The technology relies on the IP address of the browser that the consumer uses to search for the company name in their area on Google, Bing, Yahoo or other engines. Based on the Web browser's IP address and other technology, RootOrange serves up the Web page of the local business leasing the name.

The technology points RootOrange's servers to the correct local business that leased the domain and serves up the Web page in an i-frame.

Camilo points to an "oversight in the structure" of the Internet that makes the technology and service possible. "It's a development in the Internet that got skipped, never happened," he says. "We saw the gap and now we're making it happen."



RootOrange officially launches this week at the SXSW conference in Austin, Texas, with the URL, but owns about 3,000 domain names. If the requested domain isn't in the company's inventory it will partner with the person or the company that owns it.

The top legal keyword, Attorney, generates more than 1.8 million monthly searches in the United States alone, Acosta says. Law firms and individual attorneys, in any metropolitan area, can now grab their share of exclusive local traffic.

For small businesses that don't want to spend the money or can't afford to pay thousands of dollars to buy a generic Web name, this lets the company lease the name along with dozens of other businesses across the country by going to RootOrange's Web site, finding the name and signing up.

"There have been studies that show online consumers tend to click on ads that contain generic domain names up to 60% more than ads that don't use generic domain names," Acosta says.

Businesses can also use the generic domain name in display or paid-click ads. When running an AdWords paid-search ad, for example, marketers simply target a specific area, such as Baltimore. Anytime someone clicks on that ad using a generic domain name, RootOrange will know to route the person who clicked on the ad to the correct local site.

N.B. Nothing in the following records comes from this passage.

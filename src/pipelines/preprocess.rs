//! Wikipedia to CoNLL-U pipeline
//!
//! # Processing
//! 1. The source is opened (streamed or fully loaded). A load failure is logged and the run stops without output.
//! 1. The annotator is built.
//! 1. Records are sampled: truncated when streaming, randomly drawn (fixed seed) when fully loaded.
//! 1. Each record is cleaned with the language [Cleaner], empty texts being skipped.
//! 1. Remaining texts are annotated and written as CoNLL-U blocks.
//!
//! Everything after the source is opened is sequential, and any error aborts the run.
use std::path::PathBuf;

use log::{debug, error, info};

use crate::annotation::{Annotator, AnnotatorConfig};
use crate::cleaning::Cleaner;
use crate::error::Error;
use crate::io::ConlluWriter;
use crate::lang::Lang;
use crate::sampling::{Sampling, DEFAULT_SEED};
use crate::sources::{LoadMode, RecordIter, Records, Source};

use super::Pipeline;

/// Pipeline parameters.
#[derive(Debug, Clone)]
pub struct PipelineConfig {
    pub lang: Lang,
    pub source: Source,
    pub mode: LoadMode,
    /// `0` keeps every record
    pub sample_size: usize,
    pub seed: u64,
    pub annotator: AnnotatorConfig,
    /// output folder
    pub dst: PathBuf,
    pub append: bool,
}

impl PipelineConfig {
    /// Streaming configuration with the built-in tokenizer, writing in `data/`.
    pub fn new(lang: Lang, source: Source) -> Self {
        Self {
            lang,
            source,
            mode: LoadMode::default(),
            sample_size: 0,
            seed: DEFAULT_SEED,
            annotator: AnnotatorConfig::default(),
            dst: PathBuf::from("data"),
            append: false,
        }
    }

    fn sampling(&self) -> Sampling {
        match self.mode {
            LoadMode::Stream => Sampling::streaming(self.sample_size),
            LoadMode::Full => Sampling::materialized(self.sample_size, self.seed),
        }
    }
}

/// Record counts of a run.
#[derive(Debug, Clone, Copy, Default, PartialEq, Eq)]
pub struct Stats {
    pub read: u64,
    /// records with a blank text
    pub blank: u64,
    /// records with nothing left after cleaning
    pub cleaned_out: u64,
    pub written: u64,
}

pub struct Preprocess {
    config: PipelineConfig,
}

impl Preprocess {
    pub fn new(config: PipelineConfig) -> Self {
        debug!("pipeline config: {:#?}", config);
        Self { config }
    }

    /// Clean, annotate and write `records`.
    pub fn process(
        &self,
        records: RecordIter,
        cleaner: &Cleaner,
        annotator: &dyn Annotator,
        writer: &mut ConlluWriter,
    ) -> Result<Stats, Error> {
        let mut stats = Stats::default();
        for record in records {
            let record = record?;
            stats.read += 1;

            if record.is_blank() {
                stats.blank += 1;
                continue;
            }

            let text = cleaner.clean(&record.text);
            if text.is_empty() {
                debug!("record {:?} has no text left after cleaning", record.id);
                stats.cleaned_out += 1;
                continue;
            }

            let doc = annotator.annotate(&text)?;
            writer.write_document(&doc)?;
            stats.written += 1;
        }

        writer.flush()?;
        Ok(stats)
    }
}

impl Pipeline<Option<PathBuf>> for Preprocess {
    fn run(&self) -> Result<Option<PathBuf>, Error> {
        let lang = self.config.lang;

        let records = match self.config.source.open(self.config.mode) {
            Ok(records) => records,
            Err(e) => {
                error!("[{}] Data Load Fail: {:?}", lang, e);
                return Ok(None);
            }
        };

        let cleaner = Cleaner::new(lang)?;
        let annotator = self.config.annotator.build(lang)?;

        let sampling = self.config.sampling();
        debug!("[{}] sampling: {:?}", lang, sampling);
        let records: RecordIter = match records {
            Records::Stream(iter) => sampling.apply(iter),
            Records::Table(table) => sampling.apply(table.into_iter().map(Ok)),
        };

        let mut writer = ConlluWriter::new(&self.config.dst, lang, self.config.append);
        if !self.config.append {
            writer.create()?;
        }
        let stats = self.process(records, &cleaner, annotator.as_ref(), &mut writer)?;

        info!(
            "[{}] read {} records, skipped {} blank and {} empty after cleaning, wrote {} documents to {:?}",
            lang,
            stats.read,
            stats.blank,
            stats.cleaned_out,
            stats.written,
            writer.path()
        );

        Ok(Some(writer.path().to_path_buf()))
    }
}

Camilo views the service as an alternative to going without or choosing a name that is less than optimal for the business. Many of the best generic domain names were acquired during the early days of the Internet by legitimate businesses or domain squatters. Now, small businesses that missed the bandwagon can't afford to pay the thousands of dollars sometimes required to develop a successful branding and marketing strategy.

As for Camilo and Langston, a $35,000 prize from entering a tech competition at Princeton University where the two graduated, along with a seed round of financing, got the business rolling. Both also come from entrepreneurial families.

Now the two are off to the SXSW conference in Texas this week to compete in a Microsoft competition. Their Web technology has been chosen as a finalist in the 2010 Microsoft BizSpark Accelerator contest.

2 comments about "RootOrange Debuts Domain-Splitting Location-Based Technology At SXSW".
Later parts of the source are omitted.